**WHAT YOU HAVE TO DO**
For the word "Requested", copy every line of the material that includes it.

**DATA FOR THIS TASK**
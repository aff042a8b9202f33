// ABOUTME: OAuth 2.0 data models for client registration and token exchange
// ABOUTME: Implements RFC 7591 and OAuth 2.0 request/response structures
//
// SPDX-License-Identifier: MIT OR Apache-2.0
// Copyright (c) 2025 Pierre Fitness Intelligence

use chrono::{DateTime, Utc};
use serde::{Deserialize, Serialize};
use uuid::Uuid;

/// OAuth 2.0 Client Registration Request (RFC 7591)
#[derive(Debug, Deserialize)]
pub struct ClientRegistrationRequest {
    /// Redirect URIs for authorization code flow
    pub redirect_uris: Vec<String>,
    /// Optional client name for display
    pub client_name: Option<String>,
    /// Optional client URI for information
    pub client_uri: Option<String>,
    /// Grant types the client can use
    pub grant_types: Option<Vec<String>>,
    /// Response types the client can use
    pub response_types: Option<Vec<String>>,
    /// Scopes the client can request
    pub scope: Option<String>,
}

/// OAuth 2.0 Client Registration Response (RFC 7591)
#[derive(Debug, Serialize)]
pub struct ClientRegistrationResponse {
    /// Unique client identifier
    pub client_id: String,
    /// Client secret for authentication
    pub client_secret: String,
    /// When the client registration expires (optional)
    pub client_id_issued_at: Option<i64>,
    /// When the client secret expires (optional)
    pub client_secret_expires_at: Option<i64>,
    /// Redirect URIs registered for this client
    pub redirect_uris: Vec<String>,
    /// Grant types allowed for this client
    pub grant_types: Vec<String>,
    /// Response types allowed for this client
    pub response_types: Vec<String>,
    /// Client name
    pub client_name: Option<String>,
    /// Client URI
    pub client_uri: Option<String>,
    /// Scopes this client can request
    pub scope: Option<String>,
}

/// OAuth 2.0 Authorization Request
#[derive(Debug, Deserialize, Clone)]
pub struct AuthorizeRequest {
    /// Response type (code, token)
    pub response_type: String,
    /// Client identifier
    pub client_id: String,
    /// Redirect URI for response
    pub redirect_uri: String,
    /// Requested scopes
    pub scope: Option<String>,
    /// State parameter for CSRF protection
    pub state: Option<String>,
    /// PKCE code challenge (RFC 7636)
    pub code_challenge: Option<String>,
    /// PKCE code challenge method (plain or S256)
    pub code_challenge_method: Option<String>,
}

/// OAuth 2.0 Authorization Response
#[derive(Debug, Serialize)]
pub struct AuthorizeResponse {
    /// Authorization code
    pub code: String,
    /// State parameter (if provided in request)
    pub state: Option<String>,
}

/// OAuth 2.0 Token Request
#[derive(Debug, Deserialize)]
pub struct TokenRequest {
    /// Grant type (`authorization_code`, `client_credentials`, `refresh_token`)
    pub grant_type: String,
    /// Authorization code (for `authorization_code` grant)
    pub code: Option<String>,
    /// Redirect URI (must match registration)
    pub redirect_uri: Option<String>,
    /// Client ID
    pub client_id: String,
    /// Client secret
    pub client_secret: String,
    /// Requested scopes (for `client_credentials` grant)
    pub scope: Option<String>,
    /// Refresh token (for `refresh_token` grant)
    pub refresh_token: Option<String>,
    /// PKCE code verifier (RFC 7636, for `authorization_code` grant)
    pub code_verifier: Option<String>,
}

/// OAuth 2.0 Token Response
#[derive(Debug, Serialize)]
pub struct TokenResponse {
    /// Access token (JWT)
    pub access_token: String,
    /// Token type (always "Bearer")
    pub token_type: String,
    /// Expires in seconds
    pub expires_in: i64,
    /// Scopes granted
    pub scope: Option<String>,
    /// Refresh token (optional)
    pub refresh_token: Option<String>,
}

/// OAuth 2.0 Error Response
#[derive(Debug, Serialize)]
pub struct OAuth2Error {
    /// Error code
    pub error: String,
    /// Human-readable error description
    pub error_description: Option<String>,
    /// URI for error information
    pub error_uri: Option<String>,
}

impl OAuth2Error {
    /// Create an `invalid_request` error
    #[must_use]
    pub fn invalid_request(description: &str) -> Self {
        Self {
            error: "invalid_request".to_owned(),
            error_description: Some(description.to_owned()),
            error_uri: Some(
                "https://datatracker.ietf.org/doc/html/rfc6749#section-4.1.2.1".to_owned(),
            ),
        }
    }

    /// Create an `invalid_client` error
    #[must_use]
    pub fn invalid_client() -> Self {
        Self {
            error: "invalid_client".to_owned(),
            error_description: Some("Client authentication failed".to_owned()),
            error_uri: Some("https://datatracker.ietf.org/doc/html/rfc6749#section-5.2".to_owned()),
        }
    }

    /// Create an `invalid_grant` error
    #[must_use]
    pub fn invalid_grant(description: &str) -> Self {
        Self {
            error: "invalid_grant".to_owned(),
            error_description: Some(description.to_owned()),
            error_uri: Some("https://datatracker.ietf.org/doc/html/rfc6749#section-5.2".to_owned()),
        }
    }

    /// Create an `unsupported_grant_type` error
    #[must_use]
    pub fn unsupported_grant_type() -> Self {
        Self {
            error: "unsupported_grant_type".to_owned(),
            error_description: Some("Grant type not supported".to_owned()),
            error_uri: Some("https://datatracker.ietf.org/doc/html/rfc6749#section-5.2".to_owned()),
        }
    }

    /// Create an `unauthorized_client` error (RFC 6749 Section 4.1.2.1)
    /// Used when a client attempts to use a `grant_type` or `response_type` it was not registered for
    #[must_use]
    pub fn unauthorized_client(description: &str) -> Self {
        Self {
            error: "unauthorized_client".to_owned(),
            error_description: Some(description.to_owned()),
            error_uri: Some(
                "https://datatracker.ietf.org/doc/html/rfc6749#section-4.1.2.1".to_owned(),
            ),
        }
    }

    /// Create an `invalid_scope` error (RFC 6749 Section 4.1.2.1)
    /// Used when a client requests scopes beyond what it was registered for
    #[must_use]
    pub fn invalid_scope(description: &str) -> Self {
        Self {
            error: "invalid_scope".to_owned(),
            error_description: Some(description.to_owned()),
            error_uri: Some(
                "https://datatracker.ietf.org/doc/html/rfc6749#section-4.1.2.1".to_owned(),
            ),
        }
    }
}

// Database persistence types re-exported from pierre-core for unified type identity
pub use pierre_core::models::{OAuth2AuthCode, OAuth2Client, OAuth2RefreshToken, OAuth2State};

/// OAuth 2.0 Access Token
#[derive(Debug, Clone)]
pub struct OAuth2AccessToken {
    /// The access token value
    pub token: String,
    /// Client ID that owns this token
    pub client_id: String,
    /// User ID if user-authorized (None for `client_credentials` grant)
    pub user_id: Option<Uuid>,
    /// Space-separated list of granted scopes
    pub scope: Option<String>,
    /// When this token expires
    pub expires_at: DateTime<Utc>,
    /// When this token was created
    pub created_at: DateTime<Utc>,
}

/// Validate and Refresh Request
#[derive(Debug, Deserialize)]
pub struct ValidateRefreshRequest {
    /// Optional refresh token to use if access token is expired but refreshable
    pub refresh_token: Option<String>,
}

/// Validation status for token
#[derive(Debug, Serialize, PartialEq, Eq)]
#[serde(rename_all = "lowercase")]
pub enum ValidationStatus {
    /// Token is valid and can be used
    Valid,
    /// Token was refreshed, use new tokens
    Refreshed,
    /// Token is invalid, requires full re-authentication
    Invalid,
}

/// Validate and Refresh Response
#[derive(Debug, Serialize)]
pub struct ValidateRefreshResponse {
    /// Validation status
    pub status: ValidationStatus,

    /// Seconds until expiration (only for Valid status)
    #[serde(skip_serializing_if = "Option::is_none")]
    pub expires_in: Option<i64>,

    /// New access token (only for Refreshed status)
    #[serde(skip_serializing_if = "Option::is_none")]
    pub access_token: Option<String>,

    /// New refresh token (only for Refreshed status)
    #[serde(skip_serializing_if = "Option::is_none")]
    pub refresh_token: Option<String>,

    /// Token type (only for Refreshed status)
    #[serde(skip_serializing_if = "Option::is_none")]
    pub token_type: Option<String>,

    /// Reason for invalidity (only for Invalid status)
    #[serde(skip_serializing_if = "Option::is_none")]
    pub reason: Option<String>,

    /// Whether full re-authentication is required (only for Invalid status)
    #[serde(skip_serializing_if = "Option::is_none")]
    pub requires_full_reauth: Option<bool>,
}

**FINAL ANSWER**
    /// Requested scopes
    /// Requested scopes (for `client_credentials` grant)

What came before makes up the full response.